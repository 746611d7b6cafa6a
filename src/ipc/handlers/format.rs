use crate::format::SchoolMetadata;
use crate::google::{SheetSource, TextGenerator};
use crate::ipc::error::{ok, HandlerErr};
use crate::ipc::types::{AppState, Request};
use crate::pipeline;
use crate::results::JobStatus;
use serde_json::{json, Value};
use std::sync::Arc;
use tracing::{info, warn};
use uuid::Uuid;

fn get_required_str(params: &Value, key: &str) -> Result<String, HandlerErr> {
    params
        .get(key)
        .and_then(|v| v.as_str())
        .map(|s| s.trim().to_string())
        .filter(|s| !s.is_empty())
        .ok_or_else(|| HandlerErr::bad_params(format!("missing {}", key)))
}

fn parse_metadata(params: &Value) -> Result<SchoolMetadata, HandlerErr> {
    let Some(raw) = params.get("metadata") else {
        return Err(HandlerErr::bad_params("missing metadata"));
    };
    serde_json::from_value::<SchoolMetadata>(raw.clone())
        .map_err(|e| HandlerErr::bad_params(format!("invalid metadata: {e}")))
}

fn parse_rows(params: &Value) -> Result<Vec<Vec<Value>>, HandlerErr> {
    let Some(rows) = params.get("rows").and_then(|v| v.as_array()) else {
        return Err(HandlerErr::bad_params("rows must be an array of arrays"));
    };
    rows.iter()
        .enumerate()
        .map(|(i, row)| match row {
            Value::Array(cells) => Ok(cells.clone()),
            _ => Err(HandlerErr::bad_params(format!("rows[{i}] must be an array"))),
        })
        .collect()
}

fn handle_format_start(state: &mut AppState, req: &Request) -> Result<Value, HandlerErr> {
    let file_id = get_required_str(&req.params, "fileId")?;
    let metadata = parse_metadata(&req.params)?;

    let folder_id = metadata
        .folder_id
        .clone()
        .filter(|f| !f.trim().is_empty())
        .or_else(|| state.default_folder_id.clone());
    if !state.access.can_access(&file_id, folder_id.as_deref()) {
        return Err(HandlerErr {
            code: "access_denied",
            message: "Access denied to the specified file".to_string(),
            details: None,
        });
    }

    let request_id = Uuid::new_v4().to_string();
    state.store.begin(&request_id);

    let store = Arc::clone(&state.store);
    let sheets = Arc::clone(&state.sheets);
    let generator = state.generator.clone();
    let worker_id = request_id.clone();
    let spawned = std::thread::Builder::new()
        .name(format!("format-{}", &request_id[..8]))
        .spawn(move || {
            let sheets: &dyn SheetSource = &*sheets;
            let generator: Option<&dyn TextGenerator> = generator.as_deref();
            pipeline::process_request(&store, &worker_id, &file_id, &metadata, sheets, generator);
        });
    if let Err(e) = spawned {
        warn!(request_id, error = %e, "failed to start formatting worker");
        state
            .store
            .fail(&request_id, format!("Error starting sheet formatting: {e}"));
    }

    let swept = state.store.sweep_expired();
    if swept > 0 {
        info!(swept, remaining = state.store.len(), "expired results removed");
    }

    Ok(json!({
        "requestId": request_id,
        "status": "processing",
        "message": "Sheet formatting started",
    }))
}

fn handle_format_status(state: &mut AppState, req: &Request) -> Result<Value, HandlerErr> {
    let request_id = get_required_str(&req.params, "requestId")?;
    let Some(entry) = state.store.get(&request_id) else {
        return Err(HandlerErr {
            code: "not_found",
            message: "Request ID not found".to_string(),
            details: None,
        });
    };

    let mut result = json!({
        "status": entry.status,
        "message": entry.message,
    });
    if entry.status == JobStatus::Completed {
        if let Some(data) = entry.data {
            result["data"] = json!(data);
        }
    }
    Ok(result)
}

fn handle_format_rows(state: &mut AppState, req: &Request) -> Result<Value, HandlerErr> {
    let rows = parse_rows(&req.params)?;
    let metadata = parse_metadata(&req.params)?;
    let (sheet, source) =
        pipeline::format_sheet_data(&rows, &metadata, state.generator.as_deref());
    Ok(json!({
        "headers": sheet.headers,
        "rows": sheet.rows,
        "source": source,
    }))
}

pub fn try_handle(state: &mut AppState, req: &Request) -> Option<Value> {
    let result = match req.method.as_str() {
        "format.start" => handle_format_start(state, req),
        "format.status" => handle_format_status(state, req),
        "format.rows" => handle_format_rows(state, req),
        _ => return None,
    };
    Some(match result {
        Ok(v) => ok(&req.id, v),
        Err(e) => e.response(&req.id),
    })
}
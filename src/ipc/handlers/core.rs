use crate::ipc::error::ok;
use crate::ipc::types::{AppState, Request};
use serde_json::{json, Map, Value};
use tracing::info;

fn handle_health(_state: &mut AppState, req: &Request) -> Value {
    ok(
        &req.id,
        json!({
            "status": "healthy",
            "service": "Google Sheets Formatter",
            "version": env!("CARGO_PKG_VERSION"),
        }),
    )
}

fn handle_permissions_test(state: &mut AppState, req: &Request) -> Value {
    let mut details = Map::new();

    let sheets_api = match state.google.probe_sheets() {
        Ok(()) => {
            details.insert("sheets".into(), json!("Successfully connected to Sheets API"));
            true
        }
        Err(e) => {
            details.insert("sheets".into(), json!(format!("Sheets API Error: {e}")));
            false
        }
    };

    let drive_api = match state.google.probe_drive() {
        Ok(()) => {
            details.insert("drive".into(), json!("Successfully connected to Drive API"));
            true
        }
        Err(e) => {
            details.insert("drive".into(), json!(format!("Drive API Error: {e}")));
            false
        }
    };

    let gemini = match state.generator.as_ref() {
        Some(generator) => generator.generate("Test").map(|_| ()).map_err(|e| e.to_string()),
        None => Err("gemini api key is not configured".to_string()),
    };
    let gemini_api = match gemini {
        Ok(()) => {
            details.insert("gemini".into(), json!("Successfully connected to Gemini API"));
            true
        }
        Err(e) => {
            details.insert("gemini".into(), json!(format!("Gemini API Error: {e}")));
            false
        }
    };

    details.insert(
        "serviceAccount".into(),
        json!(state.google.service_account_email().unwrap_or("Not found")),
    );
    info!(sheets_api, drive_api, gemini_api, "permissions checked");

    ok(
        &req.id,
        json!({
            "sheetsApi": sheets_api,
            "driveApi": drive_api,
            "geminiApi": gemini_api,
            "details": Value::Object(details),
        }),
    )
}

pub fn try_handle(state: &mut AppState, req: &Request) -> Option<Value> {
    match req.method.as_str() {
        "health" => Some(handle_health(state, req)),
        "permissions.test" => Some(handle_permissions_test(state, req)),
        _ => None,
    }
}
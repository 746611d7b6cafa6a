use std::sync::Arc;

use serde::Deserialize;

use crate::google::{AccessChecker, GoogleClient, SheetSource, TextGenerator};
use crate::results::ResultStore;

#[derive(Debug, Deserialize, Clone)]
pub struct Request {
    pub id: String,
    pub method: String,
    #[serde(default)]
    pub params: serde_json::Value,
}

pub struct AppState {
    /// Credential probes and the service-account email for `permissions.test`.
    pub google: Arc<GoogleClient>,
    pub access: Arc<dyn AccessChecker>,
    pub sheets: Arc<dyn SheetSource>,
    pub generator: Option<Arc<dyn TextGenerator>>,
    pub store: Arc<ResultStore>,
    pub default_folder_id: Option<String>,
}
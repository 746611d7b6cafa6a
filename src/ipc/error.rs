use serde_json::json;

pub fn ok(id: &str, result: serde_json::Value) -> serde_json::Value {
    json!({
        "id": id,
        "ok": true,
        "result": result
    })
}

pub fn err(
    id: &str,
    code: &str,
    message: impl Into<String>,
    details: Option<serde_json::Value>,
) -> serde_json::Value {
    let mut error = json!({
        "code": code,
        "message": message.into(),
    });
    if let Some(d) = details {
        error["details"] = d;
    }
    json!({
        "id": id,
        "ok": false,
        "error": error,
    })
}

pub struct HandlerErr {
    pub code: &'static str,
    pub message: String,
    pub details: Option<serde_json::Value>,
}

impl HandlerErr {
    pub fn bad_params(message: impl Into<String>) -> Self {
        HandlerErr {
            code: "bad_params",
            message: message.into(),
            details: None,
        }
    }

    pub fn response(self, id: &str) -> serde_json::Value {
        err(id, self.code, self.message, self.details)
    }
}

# Task
Copy out every line of the material above that mentions the word "spawned".

# Output
    let spawned = std::thread::Builder::new()
    if let Err(e) = spawned {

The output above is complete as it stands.